Starting/ending date: 01/04/2009-31/03/2012
Financing: 274.751 €
Dr S. Somarakis, Marine Biological Resources
Assessing the causes and developing measures to prevent the escape of fish from sea-cage aquaculture. The escape of fish from sea-cage aquaculture is perceived as a serious threat to natural biodiversity in Europe’s marine waters. Escaped fish may cause undesirable genetic effects in native populations through interbreeding, and ecological effects through predation, competition and the transfer of diseases to wild fish. Technical and operational failures of fish farming technology cause escapes.Cages break down in storms, wear and tear of the netting causes holes, and operational accidents lead to spills of fish. Sea-cage equipment is marketed and used across Europe, thus knowledge relevant to the culture of numerous species in diverse environments is required to produce robust equipment and implement risk adverse operations.

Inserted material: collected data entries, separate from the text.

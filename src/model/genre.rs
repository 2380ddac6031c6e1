use super::require;
use crate::error::StoreError;
use uuid::Uuid;

#[derive(Clone, Debug, PartialEq, Eq)]
pub struct Genre {
    pub id: Uuid,
    pub name: String,
}

#[derive(Clone, Debug, PartialEq, Eq)]
pub struct GenreRecord {
    pub name: String,
}

impl GenreRecord {
    pub fn check_required(&self) -> Result<(), StoreError> {
        require("name", &self.name)
    }

    pub fn with_id(self, id: Uuid) -> Genre {
        Genre { id, name: self.name }
    }
}

impl Genre {
    pub fn url(&self) -> String {
        format!("/catalog/genre/{}", self.id)
    }

    /// Genre names are unique under case-insensitive comparison.
    pub fn same_name(&self, name: &str) -> bool {
        self.name.to_lowercase() == name.to_lowercase()
    }
}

The Prevent Escape project will conduct and integrate biological and technological research on a pan-European scale to improve recommendations and guidelines for aquaculture technologies and operational strategies that reduce escape events. Through research focused on sea-cages and their immediate surrounds, we will assess technical and operational causes of escape incidents, assess the extent of escapes of reproductive gametes and fish, determine the inherent behaviours that pre-dispose certain species of fish towards a higher probability of escaping, and document the dispersal of escapees to develop and test recapture strategies.
Information from these components of the project will feed into research specifically aimed at benchmarking the performance of equipment under farming conditions and thereby improving operations and equipment production, and advancing national and international standards for the design, construction and use of aquaculture equipment. These key pieces of information, when added to existing knowledge, will allow determination of practical, implementable measures to prevent escapes and mitigate the effects of escapees.
If prevention and mitigation are more successful, genetic and ecological impacts should diminish.